Feedback. Too many thought that identity matrices and all-zero matrices were the only idempotent matrices possible. Just to illustrate how many and varied idempotents can be, here are a few (add your own matrix brackets, please):

1   0   0       1   0   0       1  17   0       1/3 1/3 1/3

0  1/2 1/2      0   1   0       0   0   0       1/3 1/3 1/3

0  1/2 1/2      0   0   0       0   0   1       1/3 1/3 1/3

7. (i) If λ is an eigenvalue for M, with (non-zero) eigenvector x, we have Mx = λx, whence also
M² x = M Mx = M(λx) = λ Mx = λλx = λ²x, and, continuing the same reasoning, M^mx = λ^mx.
But since M^m = 0, this means λ^mx = 0. But since x is non-zero, this in turn means λ^m = 0, whence λ = 0.

(ii) Remember that the column space ( = range space) of a product matrix AB is always a subspace of the column space ( = range space) of the first factor A. Consequently, the column space of M^k+1 = M^k M is always a subspace of the column space of the first factor M^k.

(iii) Suppose M^k = M^k+1. Of course we don't know how k compares with m, so we have to take all possibilities into account. The possibility k > m is an easy case, for then k − m > 0 and M^k = M^m M^k−m = 0 M^k−m = 0, as desired.
Even easier are the cases k = m or k = m − 1: in the former, we have M^k = M^m = 0 directly, while in the latter, we have almost as simply: M^k = M^k+1 = M^(m−1)+1 = M^m = 0.
There still remains only the possibility k < m − 1. Here, after observing, for use in a moment, that (m − 1) − k > 0, we notice that, after multiplying both sides of the hypothesis M^k = M^k+1 first by M, then by M², ..., and finally by M^(m−1)−k, we can obtain the additional equalities
M^k+1 = M^k+2, M^k+2 = M^k+3, ..., M^{k+((m−1)−k)} = M^{k+((m−1)−k)+1} = M^m = 0, which, when combined, yield
M^k = M^k+1 = M^k+2 = M^k+3 = ... = M^{k+((m−1)−k)} = M^{k+((m−1)−k)+1} = M^m = 0. This completes the proof.

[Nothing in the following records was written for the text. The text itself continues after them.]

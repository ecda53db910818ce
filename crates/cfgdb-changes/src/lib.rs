//! Staged write-set for the configuration database.
//!
//! Tracks which objects changed since the last commit and which data files
//! must be rewritten, so that uncommitted work stays visible in memory while
//! the files on disk keep the committed state.
//!
//! # Key Types
//!
//! - [`ChangeSet`] -- Pending changes, keyed by object and by file
//! - [`ChangeKind`] -- Created/modified/destroyed/renamed
//! - [`FileFlags`] -- Why a data file is dirty
//! - [`ChangeStatus`] -- Report of pending changes

pub mod changeset;
pub mod status;

pub use changeset::{ChangeKind, ChangeSet, FileFlags};
pub use status::ChangeStatus;
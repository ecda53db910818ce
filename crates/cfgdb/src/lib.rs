//! Schema-driven configuration database.
//!
//! A database is a data file holding typed objects, plus the schema files
//! and other data files it includes. [`Configuration`] is the handle over
//! one database: it loads the include closure into memory, applies
//! mutations there, and writes every changed data file atomically on
//! commit.
//!
//! # Key Types
//!
//! - [`Configuration`]: database handle: lifecycle, includes, objects
//! - [`ObjectView`] / [`ObjectMut`]: read and write access to one object
//! - [`DbConfig`]: search path, author and commit settings
//! - [`CommitSummary`]: what a commit wrote
//! - [`ConfigError`] / [`ErrorKind`]: errors and their categories
//!
//! # Quick Start
//!
//! ```rust,no_run
//! use cfgdb::Configuration;
//!
//! # fn main() -> cfgdb::ConfigResult<()> {
//! let mut db = Configuration::open("jsonfile")?;
//! db.create_db("test.data.json", &["test.schema.json"])?;
//!
//! let first = db.create_obj("Second", "first")?.into_ref();
//! db.create_obj("Second", "second")?
//!     .set_obj("Another", Some(&first))?;
//! db.commit("initial objects")?;
//!
//! assert_eq!(db.get_objs("Second")?.len(), 2);
//! # Ok(())
//! # }
//! ```

pub mod check;
pub mod commit;
pub mod config;
pub mod db;
pub mod error;
mod loader;
mod session;
pub mod spec;
pub mod view;

pub use check::{CheckContext, CommitCheck, ReferenceCheck, SchemaCheck, Validator};
pub use commit::{CommitSummary, WrittenFile};
pub use config::DbConfig;
pub use db::Configuration;
pub use error::{ConfigError, ConfigResult, ErrorKind};
pub use spec::{DbSpec, JSON_BACKEND};
pub use view::{ObjectMut, ObjectView};

// Re-export key types
pub use cfgdb_changes::ChangeStatus;
pub use cfgdb_store::ObjectStore;
pub use cfgdb_schema::{
    AttributeDef, ClassDef, RelationDef, SchemaDescriptor, SchemaRegistry, ValidationReport,
    Violation, ViolationKind,
};
pub use cfgdb_types::{AttrType, Cardinality, Field, ObjectRef, Relation, Value};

(iv) We know from (ii) that, for each integer k > 0, the column space of M^k+1 is always a subspace of the column space of M^k, and that the column space of the matrix M^m = 0 is the trivial space {0}. Let, say, κ be the first of the integers k ≥ 1 for which the column space of M^k+1 coincides with the whole column space of M^k (we know there are such integers because m is an example of one, the column spaces both of M^m = 0 and of M^m+1 being the trivial space {0}). Thus the column spaces of M^κ and M^κ+1 are the same. Moreover, the column space of M^κ+2, being the range space of M^κ+2 = M M^κ+1, is the collection of all (column) vectors Mx obtained as x ranges over the column space of M^κ+1, and this, of course, is the same as the collection of all (column) vectors Mx obtained as x ranges over the column space of M^κ, i.e., is the same as the range space (column space) of M^κ+1. Thus the column spaces not only of M^κ and M^κ+1 but also of M^κ+2 all are the same. Continuing in the same way, we can see that all the matrix powers M^κ+i (i = 0, 1, 2, ..., m) have the same column space. And since the last of these column spaces must be a subspace of the trivial column space of M^m = 0, hence itself trivial, we deduce that already the column space of M^κ must have been trivial, as well, which can only signify that M^κ = 0.
It remains only to explain why κ ≤ n. For this, notice that each time we move from the column space of Mⁱ, for 1 ≤ i ≤ κ, to that of Mⁱ⁺¹, the dimension must be dropping by at least 1 (for otherwise those two column spaces would have to coincide, which, by the way κ was selected, does not happen yet for i < κ. Moreover, the column space of M itself has dimension only < n (remember, M has 0 as an eigenvalue, hence has non-trivial null-space, hence has rank < n; but the rank of M is the dimension of the column space of M; this dimension being < n is another reflection of the fact that, with rank < n, M has range ≠ Rⁿ). Putting this together, we see that the number κ of steps needed to reach the trivial column space of M^κ cannot exceed n, i.e., κ ≤ n, as desired.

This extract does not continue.